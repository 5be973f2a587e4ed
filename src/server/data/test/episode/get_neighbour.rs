use super::*;

/// Tests walking a chapter in both directions.
///
/// Episodes in another chapter are never returned as neighbours.
///
/// Expected: Ok(Some) inside the chapter, Ok(None) at either end
#[tokio::test]
async fn walks_within_chapter() -> Result<(), DbErr> {
    let test = TestBuilder::new()
        .with_content_tables()
        .build()
        .await
        .unwrap();
    let db = test.db.as_ref().unwrap();

    let (_, book, chapter, first) = factory::helpers::create_episode_with_dependencies(db).await?;
    let other_chapter = factory::create_chapter(db, book.id).await?;
    factory::create_episode(db, other_chapter.id).await?;
    let second = factory::create_episode(db, chapter.id).await?;

    let repo = EpisodeRepository::new(db);
    let first = Episode::from_entity(first);
    let second = Episode::from_entity(second);

    let next = repo.get_neighbour(&first, Neighbour::Next).await?;
    assert_eq!(next.map(|e| e.id), Some(second.id));

    let previous = repo.get_neighbour(&second, Neighbour::Previous).await?;
    assert_eq!(previous.map(|e| e.id), Some(first.id));

    assert!(repo.get_neighbour(&first, Neighbour::Previous).await?.is_none());
    assert!(repo.get_neighbour(&second, Neighbour::Next).await?.is_none());

    Ok(())
}
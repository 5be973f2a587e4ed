use super::*;
use chrono::{Duration, Utc};

/// Tests that a chapter's episodes come back newest first, independent of insert order.
///
/// Expected: Ok with only that chapter's episodes ordered by created_at descending
#[tokio::test]
async fn lists_newest_first() -> Result<(), DbErr> {
    let test = TestBuilder::new()
        .with_content_tables()
        .build()
        .await
        .unwrap();
    let db = test.db.as_ref().unwrap();

    let (_, _, chapter, oldest) = factory::helpers::create_episode_with_dependencies(db).await?;
    let now = Utc::now();
    let newest = factory::episode::EpisodeFactory::new(db, chapter.id)
        .created_at(now + Duration::hours(2))
        .build()
        .await?;
    let middle = factory::episode::EpisodeFactory::new(db, chapter.id)
        .created_at(now + Duration::hours(1))
        .build()
        .await?;
    factory::helpers::create_episode_with_dependencies(db).await?;

    let episodes = EpisodeRepository::new(db).get_by_chapter(chapter.id).await?;

    let ids: Vec<_> = episodes.iter().map(|e| e.id).collect();
    assert_eq!(ids, vec![newest.id, middle.id, oldest.id]);

    Ok(())
}

/// Expected: Ok with the higher id first when timestamps tie
#[tokio::test]
async fn breaks_ties_by_id() -> Result<(), DbErr> {
    let test = TestBuilder::new()
        .with_content_tables()
        .build()
        .await
        .unwrap();
    let db = test.db.as_ref().unwrap();

    let (_, _, chapter, _) = factory::helpers::create_episode_with_dependencies(db).await?;
    let at = Utc::now() + Duration::days(1);
    let first = factory::episode::EpisodeFactory::new(db, chapter.id)
        .created_at(at)
        .build()
        .await?;
    let second = factory::episode::EpisodeFactory::new(db, chapter.id)
        .created_at(at)
        .build()
        .await?;

    let episodes = EpisodeRepository::new(db).get_by_chapter(chapter.id).await?;

    assert_eq!(episodes[0].id, second.id);
    assert_eq!(episodes[1].id, first.id);
    assert_eq!(episodes.len(), 3);

    Ok(())
}

/// Expected: Ok with an empty list
#[tokio::test]
async fn empty_for_unknown_chapter() -> Result<(), DbErr> {
    let test = TestBuilder::new()
        .with_content_tables()
        .build()
        .await
        .unwrap();
    let db = test.db.as_ref().unwrap();

    factory::helpers::create_episode_with_dependencies(db).await?;

    let episodes = EpisodeRepository::new(db).get_by_chapter(999).await?;

    assert!(episodes.is_empty());

    Ok(())
}
use chrono::Utc;
use sea_orm::{ActiveModelTrait, ActiveValue, DatabaseConnection, DbErr};

use crate::server::model::iap::{
    GooglePlayTransaction, SubscriptionPurchase, VerifyAndroidReceiptParams,
};

pub struct GooglePlayTransactionRepository<'a> {
    db: &'a DatabaseConnection,
}

impl<'a> GooglePlayTransactionRepository<'a> {
    pub fn new(db: &'a DatabaseConnection) -> Self {
        Self { db }
    }

    /// Records a verified subscription purchase.
    ///
    /// Numeric and boolean fields of the purchase are stored as their string form.
    pub async fn create(
        &self,
        params: VerifyAndroidReceiptParams,
        purchase: SubscriptionPurchase,
    ) -> Result<GooglePlayTransaction, DbErr> {
        let entity = entity::google_play_transaction::ActiveModel {
            user_id: ActiveValue::Set(params.user_id),
            package_name: ActiveValue::Set(params.package_name),
            product_id: ActiveValue::Set(params.product_id),
            purchase_token: ActiveValue::Set(params.purchase_token),
            start_time_millis: ActiveValue::Set(purchase.start_time_millis),
            expiry_time_millis: ActiveValue::Set(purchase.expiry_time_millis),
            auto_renewing: ActiveValue::Set(purchase.auto_renewing.map(|v| v.to_string())),
            price_currency_code: ActiveValue::Set(purchase.price_currency_code),
            price_amount_micros: ActiveValue::Set(purchase.price_amount_micros),
            country_code: ActiveValue::Set(purchase.country_code),
            developer_payload: ActiveValue::Set(purchase.developer_payload),
            cancel_reason: ActiveValue::Set(purchase.cancel_reason.map(|v| v.to_string())),
            user_cancellation_time_millis: ActiveValue::Set(
                purchase.user_cancellation_time_millis,
            ),
            order_id: ActiveValue::Set(purchase.order_id),
            purchase_type: ActiveValue::Set(purchase.purchase_type.map(|v| v.to_string())),
            acknowledgement_state: ActiveValue::Set(
                purchase.acknowledgement_state.map(|v| v.to_string()),
            ),
            kind: ActiveValue::Set(purchase.kind),
            is_deleted: ActiveValue::Set(false),
            created_at: ActiveValue::Set(Utc::now()),
            ..Default::default()
        }
        .insert(self.db)
        .await?;

        Ok(GooglePlayTransaction::from_entity(entity))
    }
}
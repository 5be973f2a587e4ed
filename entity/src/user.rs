use sea_orm::entity::prelude::*;

use crate::search;

#[derive(Clone, Debug, PartialEq, Eq, DeriveEntityModel)]
#[sea_orm(table_name = "user")]
pub struct Model {
    #[sea_orm(primary_key)]
    pub id: i32,
    pub name: String,
    pub name_search: String,
    #[sea_orm(unique)]
    pub email: String,
    pub password: String,
    pub role: String,
    pub date_of_birth: Option<Date>,
    pub gender: Option<String>,
    pub address: Option<String>,
    pub phone_number: Option<String>,
    pub refresh_token: Option<String>,
    pub reset_token: Option<String>,
    pub reset_token_expires_at: Option<DateTimeUtc>,
    pub created_at: DateTimeUtc,
}

#[derive(Copy, Clone, Debug, EnumIter, DeriveRelation)]
pub enum Relation {
    #[sea_orm(has_many = "super::user_favorite_episode::Entity")]
    UserFavoriteEpisode,
    #[sea_orm(has_many = "super::google_play_transaction::Entity")]
    GooglePlayTransaction,
}

impl Related<super::user_favorite_episode::Entity> for Entity {
    fn to() -> RelationDef {
        Relation::UserFavoriteEpisode.def()
    }
}

impl Related<super::google_play_transaction::Entity> for Entity {
    fn to() -> RelationDef {
        Relation::GooglePlayTransaction.def()
    }
}

#[async_trait::async_trait]
impl ActiveModelBehavior for ActiveModel {
    async fn before_save<C>(mut self, _db: &C, _insert: bool) -> Result<Self, DbErr>
    where
        C: ConnectionTrait,
    {
        search::refresh(&self.name, &mut self.name_search);

        Ok(self)
    }
}
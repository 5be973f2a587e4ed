use crate::server::{
    data::user::UserRepository,
    model::user::{Role, UpdateUserParams},
};
use entity::prelude::*;
use sea_orm::DbErr;
use test_utils::{builder::TestBuilder, factory};

mod admin_exists;
mod credentials;
mod update;
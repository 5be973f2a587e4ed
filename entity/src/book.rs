use sea_orm::entity::prelude::*;

use crate::search;

#[derive(Clone, Debug, PartialEq, Eq, DeriveEntityModel)]
#[sea_orm(table_name = "book")]
pub struct Model {
    #[sea_orm(primary_key)]
    pub id: i32,
    pub name: String,
    pub name_search: String,
    pub author: String,
    pub author_search: String,
    pub description: Option<String>,
    pub description_search: Option<String>,
    pub url: Option<String>,
    pub is_premium: bool,
    pub is_top10_year: bool,
    pub category_id: i32,
    pub created_at: DateTimeUtc,
    pub updated_at: DateTimeUtc,
}

#[derive(Copy, Clone, Debug, EnumIter, DeriveRelation)]
pub enum Relation {
    #[sea_orm(
        belongs_to = "super::category::Entity",
        from = "Column::CategoryId",
        to = "super::category::Column::Id",
        on_update = "Cascade",
        on_delete = "Cascade"
    )]
    Category,
    #[sea_orm(has_many = "super::chapter::Entity")]
    Chapter,
}

impl Related<super::category::Entity> for Entity {
    fn to() -> RelationDef {
        Relation::Category.def()
    }
}

impl Related<super::chapter::Entity> for Entity {
    fn to() -> RelationDef {
        Relation::Chapter.def()
    }
}

#[async_trait::async_trait]
impl ActiveModelBehavior for ActiveModel {
    async fn before_save<C>(mut self, _db: &C, _insert: bool) -> Result<Self, DbErr>
    where
        C: ConnectionTrait,
    {
        search::refresh(&self.name, &mut self.name_search);
        search::refresh(&self.author, &mut self.author_search);
        search::refresh_optional(&self.description, &mut self.description_search);

        Ok(self)
    }
}
use sea_orm::DatabaseConnection;

use crate::server::{
    collection::{Collection, CollectionQuery},
    data::category::CategoryRepository,
    error::AppError,
    model::category::{
        Category, CategoryProperties, CreateCategoryParams, UpdateCategoryParams,
    },
};

pub struct CategoryService<'a> {
    db: &'a DatabaseConnection,
}

impl<'a> CategoryService<'a> {
    pub fn new(db: &'a DatabaseConnection) -> Self {
        Self { db }
    }

    pub async fn create(&self, params: CreateCategoryParams) -> Result<Category, AppError> {
        let category = CategoryRepository::new(self.db).create(params).await?;

        tracing::info!(category_id = category.id, "Category created");

        Ok(category)
    }

    pub async fn get_by_id(&self, id: i32) -> Result<Option<Category>, AppError> {
        Ok(CategoryRepository::new(self.db).get_by_id(id).await?)
    }

    /// Gets a filtered, sorted page of categories.
    pub async fn get_collection(
        &self,
        query: &CollectionQuery,
    ) -> Result<Collection<Category>, AppError> {
        let parsed = query.parse::<CategoryProperties>()?;

        Ok(CategoryRepository::new(self.db)
            .get_collection(parsed)
            .await?)
    }

    /// Gets every category ordered by name, for select inputs.
    pub async fn get_value_labels(&self) -> Result<Vec<Category>, AppError> {
        Ok(CategoryRepository::new(self.db).get_all_by_name().await?)
    }

    /// Returns None if the category doesn't exist
    pub async fn update(&self, params: UpdateCategoryParams) -> Result<Option<Category>, AppError> {
        Ok(CategoryRepository::new(self.db).update(params).await?)
    }

    /// Deletes a category together with its books, chapters and episodes.
    ///
    /// Returns false if the category doesn't exist
    pub async fn delete(&self, id: i32) -> Result<bool, AppError> {
        let deleted = CategoryRepository::new(self.db).delete(id).await?;

        if deleted {
            tracing::info!(category_id = id, "Category deleted");
        }

        Ok(deleted)
    }
}
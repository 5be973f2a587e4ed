use serde::{Deserialize, Serialize};
use utoipa::ToSchema;
use validator::Validate;

#[derive(Serialize, Deserialize, ToSchema)]
pub struct CategoryDto {
    pub id: i32,
    pub name: String,
    pub description: Option<String>,
    pub url: Option<String>,
}

#[derive(Deserialize, ToSchema, Validate)]
pub struct CreateCategoryDto {
    #[validate(length(min = 1, max = 100))]
    pub name: String,
    #[validate(length(max = 2000))]
    pub description: Option<String>,
    #[validate(url)]
    pub url: Option<String>,
}

#[derive(Deserialize, ToSchema, Validate, Default)]
pub struct UpdateCategoryDto {
    #[validate(length(min = 1, max = 100))]
    pub name: Option<String>,
    #[validate(length(max = 2000))]
    pub description: Option<String>,
    #[validate(url)]
    pub url: Option<String>,
}
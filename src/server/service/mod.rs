//! Business logic between controllers and repositories.
//!
//! Services are constructed per request from borrowed state and return domain models.
//! Optional integrations (mail, transcription, Google Play) are passed in as trait objects.

pub mod auth;
pub mod book;
pub mod category;
pub mod chapter;
pub mod episode;
pub mod iap;
pub mod mail;
pub mod statistics;
pub mod transcription;
pub mod user;
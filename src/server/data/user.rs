//! User data repository.
//!
//! Returns entity models rather than domain models: the auth service needs the password hash,
//! refresh-token hash and reset code columns, which the `User` domain model omits.

use chrono::{DateTime, Utc};
use sea_orm::{
    ActiveModelTrait, ActiveValue, ColumnTrait, DatabaseConnection, DbErr, EntityTrait,
    IntoActiveModel, PaginatorTrait, QueryFilter,
};

use crate::server::{
    collection::{self, Collection, ParsedQuery},
    model::user::{CreateUserParams, Role, UpdateUserParams},
};

use entity::user::Column;

pub struct UserRepository<'a> {
    db: &'a DatabaseConnection,
}

impl<'a> UserRepository<'a> {
    pub fn new(db: &'a DatabaseConnection) -> Self {
        Self { db }
    }

    /// Inserts a user. `params.password` must already be hashed.
    pub async fn create(&self, params: CreateUserParams) -> Result<entity::user::Model, DbErr> {
        entity::user::ActiveModel {
            name: ActiveValue::Set(params.name),
            email: ActiveValue::Set(params.email),
            password: ActiveValue::Set(params.password),
            role: ActiveValue::Set(params.role.as_str().to_string()),
            date_of_birth: ActiveValue::Set(params.date_of_birth),
            gender: ActiveValue::Set(params.gender),
            address: ActiveValue::Set(params.address),
            phone_number: ActiveValue::Set(params.phone_number),
            refresh_token: ActiveValue::Set(None),
            reset_token: ActiveValue::Set(None),
            reset_token_expires_at: ActiveValue::Set(None),
            created_at: ActiveValue::Set(Utc::now()),
            ..Default::default()
        }
        .insert(self.db)
        .await
    }

    pub async fn find_by_id(&self, id: i32) -> Result<Option<entity::user::Model>, DbErr> {
        entity::prelude::User::find_by_id(id).one(self.db).await
    }

    pub async fn find_by_email(&self, email: &str) -> Result<Option<entity::user::Model>, DbErr> {
        entity::prelude::User::find()
            .filter(Column::Email.eq(email))
            .one(self.db)
            .await
    }

    pub async fn get_collection(
        &self,
        query: ParsedQuery<Column>,
    ) -> Result<Collection<entity::user::Model>, DbErr> {
        collection::collect(self.db, entity::prelude::User::find(), query).await
    }

    /// Checks whether at least one admin exists.
    pub async fn admin_exists(&self) -> Result<bool, DbErr> {
        let count = entity::prelude::User::find()
            .filter(Column::Role.eq(Role::Admin.as_str()))
            .count(self.db)
            .await?;

        Ok(count > 0)
    }

    /// Applies the populated profile fields of `params`.
    ///
    /// # Returns
    /// - `Ok(Some(Model))` - Updated user
    /// - `Ok(None)` - No user with that id
    pub async fn update(
        &self,
        params: UpdateUserParams,
    ) -> Result<Option<entity::user::Model>, DbErr> {
        let Some(existing) = self.find_by_id(params.id).await? else {
            return Ok(None);
        };

        let mut active = existing.clone().into_active_model();
        if let Some(name) = params.name {
            active.name = ActiveValue::Set(name);
        }
        if let Some(email) = params.email {
            active.email = ActiveValue::Set(email);
        }
        if let Some(role) = params.role {
            active.role = ActiveValue::Set(role.as_str().to_string());
        }
        if let Some(date_of_birth) = params.date_of_birth {
            active.date_of_birth = ActiveValue::Set(Some(date_of_birth));
        }
        if let Some(gender) = params.gender {
            active.gender = ActiveValue::Set(Some(gender));
        }
        if let Some(address) = params.address {
            active.address = ActiveValue::Set(Some(address));
        }
        if let Some(phone_number) = params.phone_number {
            active.phone_number = ActiveValue::Set(Some(phone_number));
        }

        if !active.is_changed() {
            return Ok(Some(existing));
        }

        Ok(Some(active.update(self.db).await?))
    }

    /// Stores (or clears) the hash of the user's current refresh token.
    pub async fn set_refresh_token(&self, id: i32, token_hash: Option<String>) -> Result<(), DbErr> {
        entity::user::ActiveModel {
            id: ActiveValue::Unchanged(id),
            refresh_token: ActiveValue::Set(token_hash),
            ..Default::default()
        }
        .update(self.db)
        .await?;

        Ok(())
    }

    /// Replaces the password hash and clears any pending reset code.
    pub async fn set_password(&self, id: i32, password_hash: String) -> Result<(), DbErr> {
        entity::user::ActiveModel {
            id: ActiveValue::Unchanged(id),
            password: ActiveValue::Set(password_hash),
            reset_token: ActiveValue::Set(None),
            reset_token_expires_at: ActiveValue::Set(None),
            ..Default::default()
        }
        .update(self.db)
        .await?;

        Ok(())
    }

    pub async fn set_reset_token(
        &self,
        id: i32,
        token: String,
        expires_at: DateTime<Utc>,
    ) -> Result<(), DbErr> {
        entity::user::ActiveModel {
            id: ActiveValue::Unchanged(id),
            reset_token: ActiveValue::Set(Some(token)),
            reset_token_expires_at: ActiveValue::Set(Some(expires_at)),
            ..Default::default()
        }
        .update(self.db)
        .await?;

        Ok(())
    }

    pub async fn delete(&self, id: i32) -> Result<bool, DbErr> {
        let result = entity::prelude::User::delete_by_id(id).exec(self.db).await?;

        Ok(result.rows_affected > 0)
    }
}
use super::*;

#[tokio::test]
async fn deletes_category() -> Result<(), DbErr> {
    let test = TestBuilder::new().with_table(Category).build().await.unwrap();
    let db = test.db.as_ref().unwrap();

    let category = factory::create_category(db).await?;
    let repo = CategoryRepository::new(db);

    assert!(repo.delete(category.id).await?);
    assert!(!repo.exists(category.id).await?);

    Ok(())
}

#[tokio::test]
async fn reports_missing_category() -> Result<(), DbErr> {
    let test = TestBuilder::new().with_table(Category).build().await.unwrap();
    let db = test.db.as_ref().unwrap();

    assert!(!CategoryRepository::new(db).delete(42).await?);

    Ok(())
}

--

Reproduce, please, the lines of the material from its first line down to the line containing "middle = factory::episode::EpisodeFactory::new(db, chapter.id)", keeping both ends and nothing beyond them.

repository 5be973f2a587e4ed
filename src/server/data/test/episode/get_neighbour.rs
use super::*;

/// Tests walking a chapter in both directions.
///
/// Episodes in another chapter are never returned as neighbours.
///
/// Expected: Ok(Some) inside the chapter, Ok(None) at either end
#[tokio::test]
async fn walks_within_chapter() -> Result<(), DbErr> {
    let test = TestBuilder::new()
        .with_content_tables()
        .build()
        .await
        .unwrap();
    let db = test.db.as_ref().unwrap();

    let (_, book, chapter, first) = factory::helpers::create_episode_with_dependencies(db).await?;
    let other_chapter = factory::create_chapter(db, book.id).await?;
    factory::create_episode(db, other_chapter.id).await?;
    let second = factory::create_episode(db, chapter.id).await?;

    let repo = EpisodeRepository::new(db);
    let first = Episode::from_entity(first);
    let second = Episode::from_entity(second);

    let next = repo.get_neighbour(&first, Neighbour::Next).await?;
    assert_eq!(next.map(|e| e.id), Some(second.id));

    let previous = repo.get_neighbour(&second, Neighbour::Previous).await?;
    assert_eq!(previous.map(|e| e.id), Some(first.id));

    assert!(repo.get_neighbour(&first, Neighbour::Previous).await?.is_none());
    assert!(repo.get_neighbour(&second, Neighbour::Next).await?.is_none());

    Ok(())
}
repository 5be973f2a587e4ed
use super::*;
use chrono::{Duration, Utc};

/// Tests that a chapter's episodes come back newest first, independent of insert order.
///
/// Expected: Ok with only that chapter's episodes ordered by created_at descending
#[tokio::test]
async fn lists_newest_first() -> Result<(), DbErr> {
    let test = TestBuilder::new()
        .with_content_tables()
        .build()
        .await
        .unwrap();
    let db = test.db.as_ref().unwrap();

    let (_, _, chapter, oldest) = factory::helpers::create_episode_with_dependencies(db).await?;
    let now = Utc::now();
    let newest = factory::episode::EpisodeFactory::new(db, chapter.id)
        .created_at(now + Duration::hours(2))
        .build()
        .await?;
    let middle = factory::episode::EpisodeFactory::new(db, chapter.id)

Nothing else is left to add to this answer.